- RECORDS SUPPLIED:
○ ○ ○ ○ ○ ○ ○

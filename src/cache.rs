//! Loading search index files, with an on-disk cache of parsed indexes.
//!
//! Cache entries are keyed by an xxh3 digest of the source bytes, so a rebuilt
//! documentation site produces a new entry and stale entries are simply never hit.

use crate::error::{LoadError, Result};
use crate::index::{IndexStore, Record};
use crate::search::TermIndex;
use anyhow::Context;
use serde::{Deserialize, Serialize};
use std::path::{Path, PathBuf};
use std::time::SystemTime;
use xxhash_rust::xxh3::xxh3_64;

/// Bumped whenever the layout of [`CachedIndex`] or [`TermIndex`] changes.
const CACHE_FORMAT_VERSION: u32 = 1;

/// A parsed search index together with its ranked-search terms.
#[derive(Debug)]
pub struct LoadedIndex {
    pub path: PathBuf,
    /// xxh3 digest of the source file contents
    pub digest: u64,
    /// Modification time of the source file when it was read
    pub modified: Option<SystemTime>,
    pub store: IndexStore,
    pub terms: TermIndex,
}

impl LoadedIndex {
    /// Reads and parses a search index file without touching any cache.
    pub async fn load(path: &Path) -> Result<Self> {
        let (bytes, modified) = read_source(path).await?;
        parse(path.to_path_buf(), bytes, modified).await
    }
}

#[derive(Serialize)]
struct CachedIndexRef<'a> {
    version: u32,
    records: &'a [Record],
    terms: &'a TermIndex,
}

#[derive(Deserialize)]
struct CachedIndex {
    version: u32,
    records: Vec<Record>,
    terms: TermIndex,
}

/// On-disk cache of parsed search indexes.
#[derive(Debug, Clone)]
pub struct IndexCache {
    dir: PathBuf,
}

impl IndexCache {
    pub fn new(dir: impl Into<PathBuf>) -> Self {
        Self { dir: dir.into() }
    }

    pub fn dir(&self) -> &Path {
        &self.dir
    }

    /// Path of the cache entry for a given source digest.
    pub fn entry_path(&self, digest: u64) -> PathBuf {
        self.dir.join(format!("{:016x}.index", digest))
    }

    /// Loads a search index file, serving the parsed form from cache when the
    /// source bytes are unchanged.
    ///
    /// Cache failures are logged and never surface; only reading or parsing the
    /// source itself can fail.
    pub async fn load_or_parse(&self, path: &Path) -> Result<LoadedIndex> {
        let (bytes, modified) = read_source(path).await?;
        let digest = xxh3_64(&bytes);
        let entry = self.entry_path(digest);

        if let Some(cached) = read_entry(&entry).await {
            tracing::debug!(
                "Loaded cached search index for {} ({} records, {} terms)",
                path.display(),
                cached.records.len(),
                cached.terms.term_count()
            );
            return Ok(LoadedIndex {
                path: path.to_path_buf(),
                digest,
                modified,
                store: IndexStore::from_records(cached.records),
                terms: cached.terms,
            });
        }

        let loaded = parse(path.to_path_buf(), bytes, modified).await?;
        self.store(&loaded).await;
        Ok(loaded)
    }

    /// Writes a cache entry. Writes go through a temp file so readers never see a
    /// partial entry.
    async fn store(&self, loaded: &LoadedIndex) {
        let entry = self.entry_path(loaded.digest);
        let cached = CachedIndexRef {
            version: CACHE_FORMAT_VERSION,
            records: loaded.store.records(),
            terms: &loaded.terms,
        };

        let bytes = match postcard::to_stdvec(&cached) {
            Ok(bytes) => bytes,
            Err(e) => {
                tracing::warn!("Failed to serialize search index cache: {}", e);
                return;
            }
        };

        if let Err(e) = tokio::fs::create_dir_all(&self.dir).await {
            tracing::warn!(
                "Failed to create cache directory {}: {}",
                self.dir.display(),
                e
            );
            return;
        }

        let temp = entry.with_extension(format!("tmp{}", std::process::id()));
        let result = match tokio::fs::write(&temp, &bytes).await {
            Ok(()) => tokio::fs::rename(&temp, &entry).await,
            Err(e) => Err(e),
        };

        match result {
            Ok(()) => tracing::debug!("Cached search index to {}", entry.display()),
            Err(e) => {
                tracing::warn!("Failed to write cache entry {}: {}", entry.display(), e);
                let _ = tokio::fs::remove_file(&temp).await;
            }
        }
    }
}

async fn read_source(path: &Path) -> Result<(Vec<u8>, Option<SystemTime>)> {
    let bytes = tokio::fs::read(path)
        .await
        .map_err(|source| LoadError::Io {
            path: path.to_path_buf(),
            source,
        })?;
    let modified = tokio::fs::metadata(path)
        .await
        .ok()
        .and_then(|m| m.modified().ok());
    Ok((bytes, modified))
}

/// Parses source bytes and builds the term index off the async runtime.
async fn parse(
    path: PathBuf,
    bytes: Vec<u8>,
    modified: Option<SystemTime>,
) -> Result<LoadedIndex> {
    let digest = xxh3_64(&bytes);
    let display = path.display().to_string();

    tokio::task::spawn_blocking(move || -> Result<LoadedIndex> {
        let start = std::time::Instant::now();
        let source = String::from_utf8(bytes).map_err(|e| LoadError::Io {
            path: path.clone(),
            source: std::io::Error::new(std::io::ErrorKind::InvalidData, e),
        })?;

        let store = IndexStore::load(&source).map_err(|source| LoadError::Parse {
            path: path.clone(),
            source,
        })?;
        let terms = TermIndex::build(&store);

        tracing::info!(
            "Loaded search index {} ({} records, {} terms) in {:?}",
            path.display(),
            store.len(),
            terms.term_count(),
            start.elapsed()
        );

        Ok(LoadedIndex {
            path,
            digest,
            modified,
            store,
            terms,
        })
    })
    .await
    .with_context(|| format!("Search index parsing task for {} panicked", display))?
}

/// Reads a cache entry; corrupt or outdated entries are deleted.
async fn read_entry(entry: &Path) -> Option<CachedIndex> {
    let bytes = tokio::fs::read(entry).await.ok()?;
    let entry = entry.to_path_buf();

    // Deserialize in spawn_blocking since it's CPU intensive
    tokio::task::spawn_blocking(move || {
        match postcard::from_bytes::<CachedIndex>(&bytes) {
            Ok(cached) if cached.version == CACHE_FORMAT_VERSION => Some(cached),
            Ok(cached) => {
                tracing::info!(
                    "Discarding cache entry {} with format version {}",
                    entry.display(),
                    cached.version
                );
                let _ = std::fs::remove_file(&entry);
                None
            }
            Err(e) => {
                tracing::warn!(
                    "Failed to deserialize cache entry {}: {}",
                    entry.display(),
                    e
                );
                let _ = std::fs::remove_file(&entry);
                None
            }
        }
    })
    .await
    .ok()?
}

#[cfg(test)]
mod tests {
    use super::*;
    use assert2::{check, let_assert};
    use tempfile::TempDir;

    const SOURCE: &str = r#"var documenterSearchIndex = {"docs":
[{"location":"manual/deqs/","page":"DEQ Layers","title":"DEQ Layers","text":"DeepEquilibriumNetwork","category":"page"},
{"location":"manual/solvers/#DeepEquilibriumNetworks.BroydenSolver","page":"Non Linear Solvers","title":"DeepEquilibriumNetworks.BroydenSolver","text":"Broyden Solver","category":"type"}]
}
"#;

    fn write_source(dir: &TempDir, contents: &str) -> PathBuf {
        let path = dir.path().join("search_index.js");
        std::fs::write(&path, contents).unwrap();
        path
    }

    #[tokio::test]
    async fn test_second_load_hits_cache() {
        let source_dir = TempDir::new().unwrap();
        let cache_dir = TempDir::new().unwrap();
        let path = write_source(&source_dir, SOURCE);
        let cache = IndexCache::new(cache_dir.path());

        let first = cache.load_or_parse(&path).await.unwrap();
        let entry = cache.entry_path(first.digest);
        check!(entry.exists());

        let second = cache.load_or_parse(&path).await.unwrap();
        check!(second.store == first.store);
        check!(second.terms == first.terms);
        check!(second.digest == first.digest);
    }

    #[tokio::test]
    async fn test_changed_source_gets_new_entry() {
        let source_dir = TempDir::new().unwrap();
        let cache_dir = TempDir::new().unwrap();
        let path = write_source(&source_dir, SOURCE);
        let cache = IndexCache::new(cache_dir.path());

        let first = cache.load_or_parse(&path).await.unwrap();
        write_source(&source_dir, r#"{"docs":[]}"#);
        let second = cache.load_or_parse(&path).await.unwrap();

        check!(first.digest != second.digest);
        check!(second.store.is_empty());
    }

    #[tokio::test]
    async fn test_corrupt_entry_is_rebuilt() {
        let source_dir = TempDir::new().unwrap();
        let cache_dir = TempDir::new().unwrap();
        let path = write_source(&source_dir, SOURCE);
        let cache = IndexCache::new(cache_dir.path());

        let digest = xxh3_64(SOURCE.as_bytes());
        std::fs::write(cache.entry_path(digest), b"\xff\xff\xff").unwrap();

        let loaded = cache.load_or_parse(&path).await.unwrap();
        check!(loaded.store.len() == 2);

        // The rebuilt entry is valid again
        let bytes = std::fs::read(cache.entry_path(digest)).unwrap();
        let_assert!(Ok(cached) = postcard::from_bytes::<CachedIndex>(&bytes));
        check!(cached.records.len() == 2);
    }

    #[tokio::test]
    async fn test_parse_error_is_not_cached() {
        let source_dir = TempDir::new().unwrap();
        let cache_dir = TempDir::new().unwrap();
        let bad = r#"{"docs":[{"page":"P","category":"page"}]}"#;
        let path = write_source(&source_dir, bad);
        let cache = IndexCache::new(cache_dir.path());

        let_assert!(Err(err) = cache.load_or_parse(&path).await);
        let_assert!(Some(LoadError::Parse { .. }) = err.downcast_ref::<LoadError>());
        check!(!cache.entry_path(xxh3_64(bad.as_bytes())).exists());
    }

    #[tokio::test]
    async fn test_missing_file() {
        let dir = TempDir::new().unwrap();
        let_assert!(Err(err) = LoadedIndex::load(&dir.path().join("absent.js")).await);
        let_assert!(Some(LoadError::Io { .. }) = err.downcast_ref::<LoadError>());
    }
}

○ ○ ○ ○ ○ ○ ○

- TASK GOAL: Each line of the entries where the string "Option" occurs should be shown.

- YOUR RESPONSE:
    pub modified: Option<SystemTime>,
async fn read_source(path: &Path) -> Result<(Vec<u8>, Option<SystemTime>)> {
    modified: Option<SystemTime>,
async fn read_entry(entry: &Path) -> Option<CachedIndex> {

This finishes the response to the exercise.